Un étrange mélange de colère, d'espoir et de résignation fait tanguer les électeurs mexicains à la veille de l'élection présidentielle du 1er juillet. En 2012, la victoire d'Enrique Peña Nieto avait marqué le retour au pouvoir du Parti révolutionnaire institutionnel (PRI, centre) qui fut à la tête du pays sans interruption de 1929 à 2000. Ce président, jeune et télégénique, assurait incarner un « nouveau PRI », en rupture avec les pratiques autoritaires, clientélistes et corporatistes de l'ancien parti hégémonique. M. Peña Nieto avait aussi promis d'endiguer la violence des cartels de la drogue. Six ans plus tard, le changement annoncé est entaché par les scandales de corruption et l'insécurité record, principales préoccupations des Mexicains.

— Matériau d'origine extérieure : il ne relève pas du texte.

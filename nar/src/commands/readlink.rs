use std::path::Path;

use nar_format::SourceAccessor;

use super::{canon_path, index_file};
use crate::error::{Error, Result};

pub fn run(nar: &Path, path: &str) -> Result<()> {
    let index = index_file(nar)?;
    let path = canon_path(path)?;

    let target = index.read_link(&path).map_err(|e| Error::access(&path, e))?;
    println!("{}", target);

    Ok(())
}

Leur rejet des partis traditionnels rebat les cartes du plus grand scrutin de l'histoire du pays.
Le 1er juillet, 88 millions d'électeurs sont appelés à élire leur président et à renouveler 3 400 autres mandats locaux et nationaux, dont 500 députés, 128 sénateurs, 8 gouverneurs ainsi que le maire de Mexico. Ces élections seront aussi les plus chères avec un budget de 1,2 milliard d'euros. La campagne n'a officiellement débuté que le 30 mars. Mais le pays était déjà gagné par la fièvre de la présidentielle depuis des mois.

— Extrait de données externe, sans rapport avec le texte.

//! Builds a [`NarIndex`] from the events of [`parse_dump`](crate::archive::parse_dump).

use std::io::Read;

use crate::accessor::NarIndex;
use crate::archive::{parse_dump, ParseSink};
use crate::error::IndexError;
use crate::node::{Directory, Node, RegularFile, Symlink};
use crate::path::is_valid_segment;

/// Indexes a NAR while it streams through.
///
/// The indexer is both the sink for structural events and the byte source
/// the parser pulls from. Every read is counted, so when a file's size is
/// declared the count is exactly the offset of its contents.
pub struct NarIndexer<R> {
    source: R,
    pos: u64,
    root: Option<Node>,
    /// Entries that are still open, from the top-level entry down. Each one
    /// is attached to its parent when it is popped.
    parents: Vec<(String, Node)>,
}

impl<R: Read> NarIndexer<R> {
    pub fn new(source: R) -> NarIndexer<R> {
        NarIndexer {
            source,
            pos: 0,
            root: None,
            parents: vec![],
        }
    }

    /// Parses the whole of `source` and returns the index.
    pub fn index(source: R) -> Result<NarIndex, IndexError> {
        let mut indexer = NarIndexer::new(source);
        parse_dump(&mut indexer)?;
        indexer.finish()
    }

    /// Number of bytes consumed from the source so far.
    #[inline(always)]
    pub fn position(&self) -> u64 {
        self.pos
    }

    pub fn finish(mut self) -> Result<NarIndex, IndexError> {
        while !self.parents.is_empty() {
            self.pop_member();
        }

        let root = self
            .root
            .ok_or_else(|| IndexError::malformed("NAR file contains no entries"))?;

        tracing::debug!(bytes = self.pos, "indexed NAR");
        Ok(NarIndex::new(root))
    }

    fn create_member(&mut self, path: &str, member: Node) -> Result<(), IndexError> {
        let level = path.matches('/').count();
        while self.parents.len() > level {
            self.pop_member();
        }

        let has_parent = match self.parents.last() {
            None => level == 0,
            Some((_, parent)) => self.parents.len() == level && parent.as_directory().is_some(),
        };

        if !has_parent {
            return Err(IndexError::malformed(format!(
                "NAR file missing parent directory of path '{}'",
                path
            )));
        }

        if self.parents.is_empty() && self.root.take().is_some() {
            tracing::warn!(%path, "NAR file has more than one top-level entry; replacing it");
        }

        tracing::debug!(
            pos = format_args!("{:#x}", self.pos),
            %path,
            kind = member.file_type().as_str(),
            "indexed entry"
        );

        let name = path.rsplit('/').next().unwrap_or_default();
        if level > 0 && !is_valid_segment(name) {
            return Err(IndexError::malformed(format!(
                "invalid file name in path '{}'",
                path
            )));
        }

        self.parents.push((name.to_string(), member));
        Ok(())
    }

    fn pop_member(&mut self) {
        let (name, member) = match self.parents.pop() {
            Some(v) => v,
            None => return,
        };

        match self.parents.last_mut() {
            Some((_, parent)) => {
                if let Some(dir) = parent.as_directory_mut() {
                    dir.entries.entry(name).or_insert(member);
                }
            }
            None => self.root = Some(member),
        }
    }

    fn current_file(&mut self, event: &str) -> Result<&mut RegularFile, IndexError> {
        self.parents
            .last_mut()
            .and_then(|(_, member)| member.as_regular_mut())
            .ok_or_else(|| {
                IndexError::malformed(format!("'{}' outside of a regular file", event))
            })
    }
}

impl<R: Read> ParseSink for NarIndexer<R> {
    fn enter_directory(&mut self, path: &str) -> Result<(), IndexError> {
        self.create_member(path, Node::Directory(Directory::default()))
    }

    fn enter_regular_file(&mut self, path: &str) -> Result<(), IndexError> {
        self.create_member(path, Node::Regular(RegularFile::default()))
    }

    fn mark_executable(&mut self) -> Result<(), IndexError> {
        self.current_file("executable")?.executable = true;
        Ok(())
    }

    fn declare_content_size(&mut self, size: u64) -> Result<(), IndexError> {
        let pos = self.pos;
        let file = self.current_file("contents")?;
        file.size = size;
        file.content_offset = Some(pos);
        Ok(())
    }

    fn enter_symlink(&mut self, path: &str, target: &str) -> Result<(), IndexError> {
        self.create_member(
            path,
            Node::Symlink(Symlink {
                target: target.to_string(),
            }),
        )
    }
}

impl<R: Read> Read for NarIndexer<R> {
    fn read(&mut self, buf: &mut [u8]) -> std::io::Result<usize> {
        let n = self.source.read(buf)?;
        self.pos += n as u64;
        Ok(n)
    }
}

#[cfg(test)]
mod tests {
    use super::*;
    use crate::node::Stat;
    use crate::path::CanonPath;
    use crate::SourceAccessor;

    fn path(s: &str) -> CanonPath {
        CanonPath::new(s).unwrap()
    }

    fn skip<R: Read>(indexer: &mut NarIndexer<R>, n: usize) {
        let mut buf = vec![0u8; n];
        indexer.read_exact(&mut buf).unwrap();
    }

    #[test]
    fn offsets_follow_reads() {
        let mut indexer = NarIndexer::new(&b"xxxxxhiyyyy!"[..]);
        skip(&mut indexer, 5);
        indexer.enter_directory("").unwrap();
        indexer.enter_regular_file("/a").unwrap();
        indexer.declare_content_size(2).unwrap();
        skip(&mut indexer, 2);
        indexer.enter_directory("/d").unwrap();
        skip(&mut indexer, 4);
        indexer.enter_regular_file("/d/x").unwrap();
        indexer.mark_executable().unwrap();
        indexer.declare_content_size(1).unwrap();
        assert_eq!(indexer.position(), 11);
        let index = indexer.finish().unwrap();

        assert_eq!(
            index.maybe_stat(&path("/a")),
            Some(Stat::Regular {
                size: 2,
                executable: false,
                content_offset: Some(5),
            })
        );
        assert_eq!(
            index.maybe_stat(&path("/d/x")),
            Some(Stat::Regular {
                size: 1,
                executable: true,
                content_offset: Some(11),
            })
        );
        assert_eq!(index.maybe_stat(&path("/d")), Some(Stat::Directory));
    }

    #[test]
    fn child_before_parent() {
        let mut indexer = NarIndexer::new(std::io::empty());
        let result = indexer.enter_regular_file("/a/b");
        assert!(matches!(result, Err(IndexError::MalformedArchive(_))));
    }

    #[test]
    fn child_of_regular_file() {
        let mut indexer = NarIndexer::new(std::io::empty());
        indexer.enter_directory("").unwrap();
        indexer.enter_regular_file("/a").unwrap();
        indexer.declare_content_size(0).unwrap();
        let result = indexer.enter_symlink("/a/b", "target");
        assert!(matches!(result, Err(IndexError::MalformedArchive(_))));
    }

    #[test]
    fn skipped_level() {
        let mut indexer = NarIndexer::new(std::io::empty());
        indexer.enter_directory("").unwrap();
        let result = indexer.enter_directory("/a/b");
        assert!(matches!(result, Err(IndexError::MalformedArchive(_))));
    }

    #[test]
    fn invalid_names() {
        let mut indexer = NarIndexer::new(std::io::empty());
        indexer.enter_directory("").unwrap();
        for bad in &["/", "/.", "/.."] {
            assert!(matches!(
                indexer.enter_directory(bad),
                Err(IndexError::MalformedArchive(_))
            ));
        }
    }

    #[test]
    fn executable_outside_file() {
        let mut indexer = NarIndexer::new(std::io::empty());
        indexer.enter_directory("").unwrap();
        assert!(matches!(
            indexer.mark_executable(),
            Err(IndexError::MalformedArchive(_))
        ));
        assert!(matches!(
            indexer.declare_content_size(3),
            Err(IndexError::MalformedArchive(_))
        ));
    }

    #[test]
    fn top_level_file_is_root() {
        let mut indexer = NarIndexer::new(std::io::empty());
        indexer.enter_regular_file("").unwrap();
        indexer.declare_content_size(0).unwrap();
        let index = indexer.finish().unwrap();
        assert_eq!(
            index.maybe_stat(&CanonPath::root()),
            Some(Stat::Regular {
                size: 0,
                executable: false,
                content_offset: Some(0),
            })
        );
        assert_eq!(index.maybe_stat(&path("/anything")), None);
    }

    #[test]
    fn no_entries() {
        let indexer = NarIndexer::new(std::io::empty());
        assert!(matches!(
            indexer.finish(),
            Err(IndexError::MalformedArchive(_))
        ));
    }

    #[test]
    fn siblings_after_deep_entries() {
        let mut indexer = NarIndexer::new(std::io::empty());
        indexer.enter_directory("").unwrap();
        indexer.enter_directory("/a").unwrap();
        indexer.enter_directory("/a/b").unwrap();
        indexer.enter_symlink("/a/b/c", "x").unwrap();
        indexer.enter_symlink("/z", "y").unwrap();
        let index = indexer.finish().unwrap();

        let root: Vec<_> = index
            .read_directory(&CanonPath::root())
            .unwrap()
            .into_iter()
            .map(|(name, _)| name)
            .collect();
        assert_eq!(root, vec!["a", "z"]);
        assert_eq!(index.read_link(&path("/a/b/c")).unwrap(), "x");
        assert_eq!(index.read_link(&path("/z")).unwrap(), "y");
    }
}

La soif de renouveau des Mexicains profite aux deux principaux candidats de l'opposition : Andres Manuel Lopez Obrador, du Mouvement de régénération nationale (Morena, gauche) et Ricardo Anaya, du Parti action nationale (PAN, droite). Le premier est donné favori par tous les sondages. À 64 ans, celui qu'on surnomme par ses initiales (AMLO) se présente pour la troisième fois consécutive au poste suprême. « Fini la mafia au pouvoir ! », martèle l'ancien maire de Mexico (2000-2005), en campagne depuis plus de douze ans. Adulé par ses partisans, taxé de populiste par ses détracteurs, l'éternel opposant promet de « laver le gouvernement de la corruption, du haut en bas ». AMLO a pris les rênes d'une coalition baptisée « Juntos Haremos Historia » (Ensemble nous ferons l'histoire) aux côtés du Parti des travailleurs (PT, gauche) et du Parti rencontre sociale (PES, chrétien conservateur). Mi-avril, les sondages le créditaient de 35 % à 42 % des intentions de vote, devant Ricardo Anaya (19 % à 27 %) du PAN et José Antonio Meade du PRI (13 % à 22 %).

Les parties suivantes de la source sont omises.